DIE KUNDENLOYALITÄT SINKT, DIE KUNDENBINDUNG STIRBT


 

Viele Faktoren sprechen dafür, dass Kundenloyalität nicht mehr in der Form existiert, wie wir sie bisher kannten. Seien es Studien oder Umfragen alle Stimmen beurteilen die potenzielle Loyalität der Kunden sehr skeptisch – in unterschiedlichem Maße, aber der Tenor ist gleich.

 

Wenn Onlinekunden von einem Shop begeistert waren, kommen nur 31 Prozent wieder. Und fast ein Viertel sagt gar, dass ihnen Einkaufserlebnisse beim Onlineshopping egal sind. Der stationäre Handel bleibt von dem Effekt nicht verschont, aber online ist die „Untreue“ der Kunden noch deutlich ausgeprägter.

 

Das Absinken der Kundenloyalität hat in den 90er Jahren begonnen und nimmt bis heute immer stärkere Formen an. Es dauert nicht mehr lange und das Fazit lautet: Stammkunden, die gerne und automatisch wieder zum selben Anbieter zurückkehren, um dort einzukaufen, existieren nicht mehr.

 

Wieso Kunden nicht mehr loyal sind

 

In jedem Zeitalter gibt es Unternehmen, die mit technologischen oder wirtschaftlichen Veränderungen auch Veränderungen in der Gesellschaft herbeiführen. In den 90er Jahren begann Jeff Bezos mit Amazon Maßstäbe für den Onlinehandel zu setzen. Vergleichbar mit dem Pariser Erfinder des Kaufhauses, Aristide Boucicaut von „Le Bon Marché“, der Festpreise, Umtausch-Service und zwangloses Bummeln ohne Kaufverpflichtung einführte, begann Bezos eine reibungslose und zuverlässige Logistik mit pünktlicher Lieferung und eine absolute Kundenzentrierung verbunden mit kompromisslosem Kundenservice zum Branchenstandard zu machen. Nicht zu vergessen: ein gigantisches Sortiment.

 

Früher konnten eine zuverlässige Logistik, Kundenzentrierung und Kundenservice zur Differenzierung eines Unternehmens beitragen, heute sind es reine Hygienefaktoren. Ein Begriff des Psychologen Frederick Herzberg, der für Faktoren steht, die dazu beitragen, dass jemand nicht unzufrieden ist. Damit kein Missverständnis entsteht: Liegen keine Gründe zur Unzufriedenheit vor, dann ist derjenige nicht automatisch zufrieden. Hygienefaktoren tragen nicht zur Zufriedenheit bei, sondern werden vom Menschen als selbstverständlich betrachtet. Lediglich ihr Fehlen wird als Mangel bemerkt und erzeugt somit Unzufriedenheit.

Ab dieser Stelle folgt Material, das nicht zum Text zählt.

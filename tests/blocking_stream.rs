//! Ordering tests built on the blocking stream coordinator.
//!
//! The host work queue stands in for a device stream: a blocked stream holds
//! back everything enqueued after the block point until the host releases it.

use std::sync::atomic::{AtomicBool, Ordering};
use std::sync::{Arc, Mutex};
use std::thread;
use std::time::Duration;

use hipcts::prelude::*;

const DRAIN_RETRIES: usize = 500;

/// Poll the queue until it reports drained, within a bounded number of tries.
fn drained_within_retries(queue: &dyn WorkQueue) -> bool {
    for _ in 0..DRAIN_RETRIES {
        if queue.query() == Status::Success {
            return true;
        }
        thread::sleep(Duration::from_millis(10));
    }
    false
}

/// Asynchronous copy: enqueue and return immediately.
fn copy_async(queue: &HostQueue, src: Vec<i32>, dst: &Arc<Mutex<Vec<i32>>>) -> Status {
    let dst = Arc::clone(dst);
    queue.enqueue("copy_async", move || {
        let mut dst = dst.lock().unwrap();
        dst.copy_from_slice(&src);
    })
}

/// Synchronous copy: returns only after the queue, including the copy, drained.
fn copy_sync(queue: &HostQueue, src: Vec<i32>, dst: &Arc<Mutex<Vec<i32>>>) -> Status {
    let status = copy_async(queue, src, dst);
    if !status.is_success() {
        return status;
    }
    queue.synchronize()
}

#[test]
fn blocked_until_unblocked_then_drains() {
    hipcts::harness::logging::init();
    let queue = hip_check!(HostQueue::create("stream0"));
    let stream = BlockingStream::new(&queue);

    // Pending work ahead of the block point
    queue.enqueue("warmup", || thread::sleep(Duration::from_millis(5)));
    hip_check!(stream.block());

    for _ in 0..10 {
        assert!(stream.is_blocked());
        thread::sleep(Duration::from_millis(5));
    }

    stream.unblock();
    assert!(drained_within_retries(&queue));
    hip_check!(queue.synchronize());
    assert!(!stream.is_blocked());
}

#[test]
fn async_copy_waits_behind_block() {
    let queue = hip_check!(HostQueue::create("copy-async"));
    let stream = BlockingStream::new(&queue);
    let dst = Arc::new(Mutex::new(vec![0; 512]));

    hip_check!(stream.block());
    hip_check!(copy_async(&queue, vec![42; 512], &dst));

    // The copy call returned while the stream is still parked
    assert!(stream.is_blocked());
    assert!(dst.lock().unwrap().iter().all(|&v| v == 0));

    stream.unblock();
    hip_check!(queue.synchronize());
    assert!(dst.lock().unwrap().iter().all(|&v| v == 42));
}

#[test]
fn sync_copy_does_not_return_while_blocked() {
    let queue = Arc::new(hip_check!(HostQueue::create("copy-sync")));
    let dst = Arc::new(Mutex::new(vec![0; 1024]));
    let returned = Arc::new(AtomicBool::new(false));

    let stream = BlockingStream::new(queue.as_ref());
    hip_check!(stream.block());

    let copier = {
        let queue = Arc::clone(&queue);
        let dst = Arc::clone(&dst);
        let returned = Arc::clone(&returned);
        thread::spawn(move || {
            let status = copy_sync(&queue, vec![7; 1024], &dst);
            returned.store(true, Ordering::SeqCst);
            status
        })
    };

    thread::sleep(Duration::from_millis(100));
    assert!(!returned.load(Ordering::SeqCst));
    assert!(stream.is_blocked());

    stream.unblock();
    assert_eq!(copier.join().unwrap(), Status::Success);
    assert!(returned.load(Ordering::SeqCst));
    assert!(dst.lock().unwrap().iter().all(|&v| v == 7));
}

#[test]
fn workers_observe_blocked_stream() {
    let mut ctx = TestContext::new();
    let queue = hip_check!(HostQueue::create("shared"));
    let stream = BlockingStream::new(&queue);
    hip_check!(stream.block());

    spawn_workers(&ctx, 4, |_, ctx| {
        require_thread!(ctx, stream.is_blocked());
        check_thread!(ctx, queue.enqueue("worker_item", || {}));
        require_thread!(ctx, queue.query() == Status::ErrorNotReady);
    })
    .unwrap();

    stream.unblock();
    hip_check!(queue.synchronize());
    assert_eq!(queue.pending(), 0);
    ctx.finalize_and_assert();
}

#[test]
fn block_on_destroyed_queue_is_reported() {
    let queue = hip_check!(HostQueue::create("destroyed"));
    queue.shutdown();
    let stream = BlockingStream::new(&queue);
    hip_check_error!(stream.block(), Status::ErrorInvalidHandle);
    assert!(!stream.is_armed());
    assert!(!stream.is_blocked());
}
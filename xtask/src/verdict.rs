//! Per-case classification.

use std::time::Duration;

use hipcts_harness::is_skip_output;
use serde::Serialize;

use crate::discover::TestCase;
use crate::monitor::{MonitorOutcome, MonitorResult};

/// Lines of output kept for a case that did not pass.
const OUTPUT_TAIL_LINES: usize = 40;

#[derive(Debug, Clone, Copy, PartialEq, Eq, Serialize)]
#[serde(rename_all = "SCREAMING_SNAKE_CASE")]
pub enum CaseStatus {
    Pass,
    Fail,
    Skip,
    Timeout,
}

impl CaseStatus {
    pub fn label(&self) -> &'static str {
        match self {
            Self::Pass => "PASS",
            Self::Fail => "FAIL",
            Self::Skip => "SKIP",
            Self::Timeout => "TIMEOUT",
        }
    }

    /// Whether this status fails the run. Skips never do.
    pub fn is_failure(&self) -> bool {
        matches!(self, Self::Fail | Self::Timeout)
    }
}

/// Classify a finished case.
///
/// A skip counts only when the process also exited successfully: a case
/// that printed the marker and then failed is a failure.
pub fn classify(outcome: MonitorOutcome, stdout: &str) -> CaseStatus {
    match outcome {
        MonitorOutcome::Timeout => CaseStatus::Timeout,
        MonitorOutcome::Exited(Some(0)) if is_skip_output(stdout) => CaseStatus::Skip,
        MonitorOutcome::Exited(Some(0)) => CaseStatus::Pass,
        MonitorOutcome::Exited(_) => CaseStatus::Fail,
    }
}

/// Everything the reports need about one case.
#[derive(Debug, Clone, Serialize)]
pub struct CaseResult {
    pub binary: String,
    pub name: String,
    pub status: CaseStatus,
    pub exit_code: Option<i32>,
    pub duration_ms: u64,
    /// Tail of stdout and stderr, only for failures and timeouts
    #[serde(skip_serializing_if = "Option::is_none")]
    pub output: Option<String>,
}

impl CaseResult {
    pub fn new(case: &TestCase, result: &MonitorResult) -> Self {
        let status = classify(result.outcome, &result.stdout);
        let exit_code = match result.outcome {
            MonitorOutcome::Exited(code) => code,
            MonitorOutcome::Timeout => None,
        };
        let output = status
            .is_failure()
            .then(|| output_tail(&result.stdout, &result.stderr));
        Self {
            binary: case.binary.name.clone(),
            name: case.name.clone(),
            status,
            exit_code,
            duration_ms: duration_ms(result.duration),
            output,
        }
    }
}

fn duration_ms(duration: Duration) -> u64 {
    u64::try_from(duration.as_millis()).unwrap_or(u64::MAX)
}

fn output_tail(stdout: &str, stderr: &str) -> String {
    let lines: Vec<&str> = stdout.lines().chain(stderr.lines()).collect();
    let start = lines.len().saturating_sub(OUTPUT_TAIL_LINES);
    lines[start..].join("\n")
}

#[cfg(test)]
mod tests {
    use super::*;
    use crate::build::TestBinary;
    use std::path::PathBuf;

    const SKIPPED: &str = "running 1 test\nSkipping test. Reason: no xnack\nHIP_SKIP_THIS_TEST\ntest x ... ok\n";

    #[test]
    fn classification() {
        assert_eq!(classify(MonitorOutcome::Exited(Some(0)), "test x ... ok\n"), CaseStatus::Pass);
        assert_eq!(classify(MonitorOutcome::Exited(Some(0)), SKIPPED), CaseStatus::Skip);
        assert_eq!(classify(MonitorOutcome::Exited(Some(101)), SKIPPED), CaseStatus::Fail);
        assert_eq!(classify(MonitorOutcome::Exited(None), ""), CaseStatus::Fail);
        assert_eq!(classify(MonitorOutcome::Timeout, SKIPPED), CaseStatus::Timeout);
    }

    #[test]
    fn skips_do_not_fail_the_run() {
        assert!(!CaseStatus::Skip.is_failure());
        assert!(!CaseStatus::Pass.is_failure());
        assert!(CaseStatus::Fail.is_failure());
        assert!(CaseStatus::Timeout.is_failure());
    }

    #[test]
    fn failures_keep_an_output_tail() {
        let case = TestCase {
            binary: TestBinary {
                name: "threaded_checks".to_string(),
                path: PathBuf::from("/bin/false"),
            },
            name: "finalize_fails_the_test_case".to_string(),
        };
        let stdout: String = (0..100).map(|i| format!("line {}\n", i)).collect();
        let result = MonitorResult {
            outcome: MonitorOutcome::Exited(Some(101)),
            stdout,
            stderr: "panicked\n".to_string(),
            duration: Duration::from_millis(1500),
        };
        let case_result = CaseResult::new(&case, &result);
        assert_eq!(case_result.status, CaseStatus::Fail);
        assert_eq!(case_result.exit_code, Some(101));
        assert_eq!(case_result.duration_ms, 1500);
        let output = case_result.output.unwrap();
        assert_eq!(output.lines().count(), OUTPUT_TAIL_LINES);
        assert!(output.ends_with("panicked"));
        assert!(!output.contains("line 0\n"));
    }
}
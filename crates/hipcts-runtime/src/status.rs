//! Runtime status codes.
//!
//! Every runtime call reports its outcome as a [`Status`]. The numeric values
//! match the HIP runtime's `hipError_t` so codes printed in failure messages
//! can be looked up in the vendor documentation.

use core::fmt;

/// Outcome of a runtime call.
#[derive(Debug, Clone, Copy, PartialEq, Eq, Hash)]
#[repr(i32)]
pub enum Status {
    Success = 0,
    ErrorInvalidValue = 1,
    ErrorOutOfMemory = 2,
    ErrorNotInitialized = 3,
    ErrorInvalidDeviceFunction = 98,
    ErrorInvalidDevice = 101,
    ErrorInvalidHandle = 400,
    ErrorNotReady = 600,
    ErrorPeerAccessAlreadyEnabled = 704,
    ErrorLaunchFailure = 719,
    ErrorNotSupported = 801,
    ErrorUnknown = 999,
}

impl Status {
    /// Every known status, in code order.
    pub const ALL: [Status; 12] = [
        Status::Success,
        Status::ErrorInvalidValue,
        Status::ErrorOutOfMemory,
        Status::ErrorNotInitialized,
        Status::ErrorInvalidDeviceFunction,
        Status::ErrorInvalidDevice,
        Status::ErrorInvalidHandle,
        Status::ErrorNotReady,
        Status::ErrorPeerAccessAlreadyEnabled,
        Status::ErrorLaunchFailure,
        Status::ErrorNotSupported,
        Status::ErrorUnknown,
    ];

    /// Map a raw code back to a status. Unknown codes become `ErrorUnknown`.
    pub fn from_code(code: i32) -> Self {
        Self::ALL
            .iter()
            .copied()
            .find(|s| s.code() == code)
            .unwrap_or(Status::ErrorUnknown)
    }

    pub fn code(self) -> i32 {
        self as i32
    }

    #[inline]
    pub fn is_success(self) -> bool {
        self == Status::Success
    }

    /// Symbolic name, as `hipGetErrorName` would print it.
    pub fn name(self) -> &'static str {
        match self {
            Status::Success => "hipSuccess",
            Status::ErrorInvalidValue => "hipErrorInvalidValue",
            Status::ErrorOutOfMemory => "hipErrorOutOfMemory",
            Status::ErrorNotInitialized => "hipErrorNotInitialized",
            Status::ErrorInvalidDeviceFunction => "hipErrorInvalidDeviceFunction",
            Status::ErrorInvalidDevice => "hipErrorInvalidDevice",
            Status::ErrorInvalidHandle => "hipErrorInvalidHandle",
            Status::ErrorNotReady => "hipErrorNotReady",
            Status::ErrorPeerAccessAlreadyEnabled => "hipErrorPeerAccessAlreadyEnabled",
            Status::ErrorLaunchFailure => "hipErrorLaunchFailure",
            Status::ErrorNotSupported => "hipErrorNotSupported",
            Status::ErrorUnknown => "hipErrorUnknown",
        }
    }

    /// Human-readable description, as `hipGetErrorString` would print it.
    pub fn description(self) -> &'static str {
        match self {
            Status::Success => "no error",
            Status::ErrorInvalidValue => "invalid argument",
            Status::ErrorOutOfMemory => "out of memory",
            Status::ErrorNotInitialized => "initialization error",
            Status::ErrorInvalidDeviceFunction => "invalid device function",
            Status::ErrorInvalidDevice => "invalid device ordinal",
            Status::ErrorInvalidHandle => "invalid resource handle",
            Status::ErrorNotReady => "device not ready",
            Status::ErrorPeerAccessAlreadyEnabled => "peer access is already enabled",
            Status::ErrorLaunchFailure => "unspecified launch failure",
            Status::ErrorNotSupported => "operation not supported",
            Status::ErrorUnknown => "unknown error",
        }
    }

    /// Convert to a `Result`, treating anything but `Success` as an error.
    pub fn ok(self) -> Result<(), Status> {
        if self.is_success() {
            Ok(())
        } else {
            Err(self)
        }
    }
}

impl fmt::Display for Status {
    fn fmt(&self, f: &mut fmt::Formatter<'_>) -> fmt::Result {
        write!(f, "{} ({}): {}", self.name(), self.code(), self.description())
    }
}

impl std::error::Error for Status {}

impl From<Result<(), Status>> for Status {
    fn from(result: Result<(), Status>) -> Self {
        match result {
            Ok(()) => Status::Success,
            Err(status) => status,
        }
    }
}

Es gilt zu verstehen, dass die bisherigen Antworten auf die Frage, was Kunden loyal werden lässt, nicht mehr stimmen. Usability, Lieferwünsche erfüllen, Kundenservice, Sortiment, das sind alles nur noch Hygiene-Faktoren, keine Gründe mehr für einen erneuten Einkauf. Es sind nur noch Gründe, die nicht gegen einen erneuten Einkauf sprechen.

 

Die neue Plattform-Ökonomie verschärft die Lage

 

Bezos Vorsprung bei dieser Thematik führt Amazon an eine einzigartige Position: Amazon ist selbstverständliche Anlaufstelle für die Produktsuche geworden, die treuen Prime-Kunden vergleichen gar keine Preise mehr rechts und links von Amazon, kurz: Die Kundenloyalität gegenüber Amazon ist extrem hoch. Kombiniert mit der Marktstellung von Amazon schafft das ein weiteres Problem für den Händler während der Jagd nach Loyalität  auf dem Marktplatz Amazon. E-Commerce-Berater Adrian Hotz sagt: „Unter sonst gleichen Bedingungen (Verfügbarkeit, Lieferzeit, Preis) kaufen Kunden immer lieber bei Amazon, nicht beim Marktplatz-Händler.“

 

Die bittere Wahrheit für alle, die jetzt eine Lösung für das Dilemma erwarten: Es gibt keine Lösung. Die Kundenloyalität, wie wir sie bisher kennen, ist tot. Mit generischen Produkten und der bestmöglichen Erfüllung der Hygienefaktoren ist heute kein Kunde mehr zu binden. Jedes Unternehmen muss sich bewusst sein, dass der Name dieser Maßnahmen falsch ist: „Kurzlebige Kundenreaktivierungsmaßnahmen“ wäre zutreffender.

 

Zusammen mit dem Sozialpsychologen Professor Erb und Dr. Andreas Brandenberg, der ein wissenschaftliches Instrument zur Messbarkeit der echten Kundenzentrierung entwickelt hat, wurde über Kundenzentrierung und Kundenbedürfnisse diskutiert.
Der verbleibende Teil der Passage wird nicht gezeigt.